**Try it:**
Copy, exactly and without additions, every line in the records below from the one holding "use std::sync::Mutex as StdMutex;" through the one holding "impl DatagramSink for", both ends included.

**Provided data:**
◆ ◆ ◆ ◆

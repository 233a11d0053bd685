use std::net::SocketAddr;
use std::sync::Mutex;
use std::time::{Duration, Instant};

use crate::session::{MultiverseId, PlayerId};

use super::datagram::{ChannelKey, DatagramEnvelope, generate_key};
use super::protocol::{Authenticated, Goodbye, Message};

/// Identity established by authentication.
#[derive(Debug, Clone, PartialEq, Eq)]
pub struct Identity {
    pub player_id: PlayerId,
    pub name: String,
}

/// Token verification. JWT issuance lives outside this crate; deployments
/// plug their own validator in.
pub trait AuthValidator: Send + Sync {
    fn validate(&self, token: &str) -> Option<Identity>;
}

/// Accepts tokens of the form `<secret>:<player_id>:<name>`.
pub struct SharedSecretAuth {
    secret: String,
}

impl SharedSecretAuth {
    pub fn new(secret: &str) -> Self {
        Self {
            secret: secret.to_string(),
        }
    }
}

impl AuthValidator for SharedSecretAuth {
    fn validate(&self, token: &str) -> Option<Identity> {
        let mut parts = token.splitn(3, ':');
        let secret = parts.next()?;
        if secret != self.secret {
            return None;
        }
        let player_id = parts.next()?.parse().ok()?;
        let name = parts.next()?;
        if name.is_empty() {
            return None;
        }
        Some(Identity {
            player_id,
            name: name.to_string(),
        })
    }
}

#[derive(Debug, thiserror::Error)]
pub enum DeliveryError {
    #[error("connection closed")]
    Closed,
    #[error("send failed: {0}")]
    Send(String),
}

#[derive(Debug, thiserror::Error)]
#[error("datagram channel id pool exhausted")]
pub struct PoolExhausted;

#[derive(Debug, thiserror::Error)]
pub enum AuthError {
    #[error("invalid bearer token")]
    InvalidToken,
    #[error(transparent)]
    Exhausted(#[from] PoolExhausted),
    #[error("failed to deliver auth reply: {0}")]
    Reply(#[from] DeliveryError),
}

/// Ordered persistent send path (the TCP side of a connection).
pub trait ReliableSink: Send + Sync {
    fn send(&self, frame: &[u8]) -> Result<(), DeliveryError>;
    fn close(&self);
}

/// Fire-and-forget datagram send path (the shared UDP socket).
pub trait DatagramSink: Send + Sync {
    fn send_to(&self, addr: SocketAddr, datagram: &[u8]) -> Result<(), DeliveryError>;
}

/// Bounded global pool of datagram channel ids (0..=65535). Allocation
/// and release are atomic; exhaustion surfaces as an error rather than
/// wrapping around onto a live id.
#[derive(Debug, Default)]
pub struct ChannelIdPool {
    inner: Mutex<PoolInner>,
}

#[derive(Debug, Default)]
struct PoolInner {
    next: u32,
    free: Vec<u16>,
}

impl ChannelIdPool {
    pub fn new() -> Self {
        Self::default()
    }

    pub fn allocate(&self) -> Result<u16, PoolExhausted> {
        let mut inner = self.inner.lock().unwrap();
        if let Some(id) = inner.free.pop() {
            return Ok(id);
        }
        if inner.next > u16::MAX as u32 {
            return Err(PoolExhausted);
        }
        let id = inner.next as u16;
        inner.next += 1;
        Ok(id)
    }

    pub fn release(&self, id: u16) {
        self.inner.lock().unwrap().free.push(id);
    }
}

#[derive(Debug, Default)]
struct ConnInner {
    identity: Option<Identity>,
    channel_id: Option<u16>,
    key: Option<ChannelKey>,
    remote_addr: Option<SocketAddr>,
    multiverse: Option<MultiverseId>,
}

pub enum AuthOutcome {
    Granted(Identity),
    /// Re-authentication on a live connection is ignored, not fatal.
    AlreadyAuthenticated,
}

/// One authenticated duplex session. Unauthenticated until the in-band
/// `Authenticate` message succeeds; the state transition is terminal for
/// the connection's lifetime.
pub struct Connection {
    reliable: Box<dyn ReliableSink>,
    datagram: Box<dyn DatagramSink>,
    inner: Mutex<ConnInner>,
    last_seen: Mutex<Instant>,
}

impl Connection {
    pub fn new(reliable: Box<dyn ReliableSink>, datagram: Box<dyn DatagramSink>) -> Self {
        Self {
            reliable,
            datagram,
            inner: Mutex::new(ConnInner::default()),
            last_seen: Mutex::new(Instant::now()),
        }
    }

    pub fn is_authenticated(&self) -> bool {
        self.inner.lock().unwrap().identity.is_some()
    }

    pub fn identity(&self) -> Option<Identity> {
        self.inner.lock().unwrap().identity.clone()
    }

    pub fn channel_id(&self) -> Option<u16> {
        self.inner.lock().unwrap().channel_id
    }

    pub fn key(&self) -> Option<ChannelKey> {
        self.inner.lock().unwrap().key
    }

    pub fn multiverse(&self) -> Option<MultiverseId> {
        self.inner.lock().unwrap().multiverse
    }

    pub fn bind_multiverse(&self, multiverse: Option<MultiverseId>) {
        self.inner.lock().unwrap().multiverse = multiverse;
    }

    pub fn touch(&self) {
        *self.last_seen.lock().unwrap() = Instant::now();
    }

    pub fn idle_for(&self) -> Duration {
        self.last_seen.lock().unwrap().elapsed()
    }

    /// Learns the remote datagram address from the latest inbound datagram
    /// bearing this connection's channel id. No handshake; a client-side
    /// NAT rebind simply shows up as a new address.
    pub fn observe_remote_addr(&self, addr: SocketAddr) {
        self.inner.lock().unwrap().remote_addr = addr.into();
    }

    pub fn remote_addr(&self) -> Option<SocketAddr> {
        self.inner.lock().unwrap().remote_addr
    }

    /// Drives the Unauthenticated -> Authenticated transition. On success
    /// the connection owns a channel id and key and has already sent the
    /// `Authenticated` reply.
    pub fn authenticate(
        &self,
        token: &str,
        validator: &dyn AuthValidator,
        pool: &ChannelIdPool,
    ) -> Result<AuthOutcome, AuthError> {
        {
            let inner = self.inner.lock().unwrap();
            if let Some(identity) = &inner.identity {
                log::warn!(
                    "player {} attempted to re-authenticate; ignoring",
                    identity.player_id
                );
                return Ok(AuthOutcome::AlreadyAuthenticated);
            }
        }

        let identity = validator.validate(token).ok_or(AuthError::InvalidToken)?;
        let channel_id = pool.allocate()?;
        let key = generate_key();

        {
            let mut inner = self.inner.lock().unwrap();
            inner.identity = Some(identity.clone());
            inner.channel_id = Some(channel_id);
            inner.key = Some(key);
        }

        self.send(&Message::Authenticated(Authenticated {
            player_id: identity.player_id,
            name: identity.name.clone(),
            channel_id: channel_id as u32,
            key: key.to_vec(),
        }))?;

        Ok(AuthOutcome::Granted(identity))
    }

    /// Reliable ordered send over the persistent channel.
    pub fn send(&self, message: &Message) -> Result<(), DeliveryError> {
        self.reliable.send(&message.encode_envelope())
    }

    /// Best-effort datagram send. Silently dropped until a remote address
    /// has been observed for this connection's id; no queueing.
    pub fn send_datagram(&self, message: &Message) -> Result<(), DeliveryError> {
        let (channel_id, key, addr) = {
            let inner = self.inner.lock().unwrap();
            match (inner.channel_id, inner.key, inner.remote_addr) {
                (Some(id), Some(key), Some(addr)) => (id, key, addr),
                _ => {
                    log::trace!("datagram dropped: no paired remote address");
                    return Ok(());
                }
            }
        };
        let sealed = DatagramEnvelope::seal(channel_id, message.encode_envelope(), &key);
        self.datagram.send_to(addr, &sealed.encode())
    }

    /// Sends a coded close reason and shuts the reliable channel.
    pub fn close_with(&self, code: u32, reason: &str) {
        let goodbye = Message::Goodbye(Goodbye {
            code,
            reason: reason.to_string(),
        });
        if let Err(e) = self.send(&goodbye) {
            log::debug!("goodbye not delivered: {e}");
        }
        self.reliable.close();
    }

    /// Returns the channel id to the pool. Called once on teardown; any
    /// datagram still addressed to the released id is undeliverable.
    pub fn release_channel(&self, pool: &ChannelIdPool) {
        let mut inner = self.inner.lock().unwrap();
        if let Some(id) = inner.channel_id.take() {
            pool.release(id);
        }
    }
}

impl std::fmt::Debug for Connection {
    fn fmt(&self, f: &mut std::fmt::Formatter<'_>) -> std::fmt::Result {
        let inner = self.inner.lock().unwrap();
        f.debug_struct("Connection")
            .field("identity", &inner.identity)
            .field("channel_id", &inner.channel_id)
            .field("multiverse", &inner.multiverse)
            .finish()
    }
}

#[cfg(test)]
mod tests {
    use std::sync::Arc;
    use std::sync::Mutex as StdMutex;

    use super::*;

    #[derive(Default)]
    pub(crate) struct RecordingSink {
        pub frames: StdMutex<Vec<Vec<u8>>>,
        pub closed: StdMutex<bool>,
    }

    impl ReliableSink for Arc<RecordingSink> {
        fn send(&self, frame: &[u8]) -> Result<(), DeliveryError> {
            self.frames.lock().unwrap().push(frame.to_vec());
            Ok(())
        }

        fn close(&self) {
            *self.closed.lock().unwrap() = true;
        }
    }

    pub(crate) struct NullDatagramSink;

    impl DatagramSink for NullDatagramSink {
        fn send_to(&self, _addr: SocketAddr, _datagram: &[u8]) -> Result<(), DeliveryError> {
            Ok(())
        }
    }

    fn test_connection() -> (Connection, Arc<RecordingSink>) {
        let sink = Arc::new(RecordingSink::default());
        let conn = Connection::new(Box::new(Arc::clone(&sink)), Box::new(NullDatagramSink));
        (conn, sink)
    }

    #[test]
    fn shared_secret_token_parsing() {
        let auth = SharedSecretAuth::new("hunter2");
        let identity = auth.validate("hunter2:7:alice").unwrap();
        assert_eq!(identity.player_id, 7);
        assert_eq!(identity.name, "alice");

        assert!(auth.validate("wrong:7:alice").is_none());
        assert!(auth.validate("hunter2:notanumber:alice").is_none());
        assert!(auth.validate("hunter2:7:").is_none());
        assert!(auth.validate("hunter2").is_none());
    }

    #[test]
    fn successful_auth_assigns_channel_and_replies() {
        let (conn, sink) = test_connection();
        let auth = SharedSecretAuth::new("s");
        let pool = ChannelIdPool::new();

        let outcome = conn.authenticate("s:7:alice", &auth, &pool).unwrap();
        assert!(matches!(outcome, AuthOutcome::Granted(_)));
        assert!(conn.is_authenticated());
        assert!(conn.channel_id().is_some());
        assert!(conn.key().is_some());

        let frames = sink.frames.lock().unwrap();
        assert_eq!(frames.len(), 1);
        let reply = Message::decode_envelope(&frames[0]).unwrap().unwrap();
        match reply {
            Message::Authenticated(a) => {
                assert_eq!(a.player_id, 7);
                assert_eq!(a.key.len(), 16);
            }
            other => panic!("expected Authenticated, got {other:?}"),
        }
    }

    #[test]
    fn second_auth_is_ignored() {
        let (conn, sink) = test_connection();
        let auth = SharedSecretAuth::new("s");
        let pool = ChannelIdPool::new();

        conn.authenticate("s:7:alice", &auth, &pool).unwrap();
        let first_channel = conn.channel_id();
        let outcome = conn.authenticate("s:8:mallory", &auth, &pool).unwrap();
        assert!(matches!(outcome, AuthOutcome::AlreadyAuthenticated));
        assert_eq!(conn.channel_id(), first_channel);
        assert_eq!(sink.frames.lock().unwrap().len(), 1);
    }

    #[test]
    fn invalid_token_rejected() {
        let (conn, _) = test_connection();
        let auth = SharedSecretAuth::new("s");
        let pool = ChannelIdPool::new();
        assert!(matches!(
            conn.authenticate("bad:7:alice", &auth, &pool),
            Err(AuthError::InvalidToken)
        ));
        assert!(!conn.is_authenticated());
    }

    #[test]
    fn datagram_dropped_without_remote_addr() {
        let (conn, _) = test_connection();
        let auth = SharedSecretAuth::new("s");
        let pool = ChannelIdPool::new();
        conn.authenticate("s:7:alice", &auth, &pool).unwrap();
        // no remote address observed yet: silently dropped, not an error
        conn.send_datagram(&Message::Ping(super::super::protocol::Ping { timestamp: 1 }))
            .unwrap();
    }

    #[test]
    fn pool_reuses_released_ids_and_exhausts() {
        let pool = ChannelIdPool::new();
        let a = pool.allocate().unwrap();
        let b = pool.allocate().unwrap();
        assert_ne!(a, b);
        pool.release(a);
        assert_eq!(pool.allocate().unwrap(), a);

        let pool = ChannelIdPool::new();
        for _ in 0..=u16::MAX as u32 {
            pool.allocate().unwrap();
        }
        assert!(pool.allocate().is_err());
    }
}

◆ ◆ ◆ ◆

**Expected output:**
    use std::sync::Mutex as StdMutex;

    use super::*;

    #[derive(Default)]
    pub(crate) struct RecordingSink {
        pub frames: StdMutex<Vec<Vec<u8>>>,
        pub closed: StdMutex<bool>,
    }

    impl ReliableSink for Arc<RecordingSink> {
        fn send(&self, frame: &[u8]) -> Result<(), DeliveryError> {
            self.frames.lock().unwrap().push(frame.to_vec());
            Ok(())
        }

        fn close(&self) {
            *self.closed.lock().unwrap() = true;
        }
    }

    pub(crate) struct NullDatagramSink;

    impl DatagramSink for NullDatagramSink {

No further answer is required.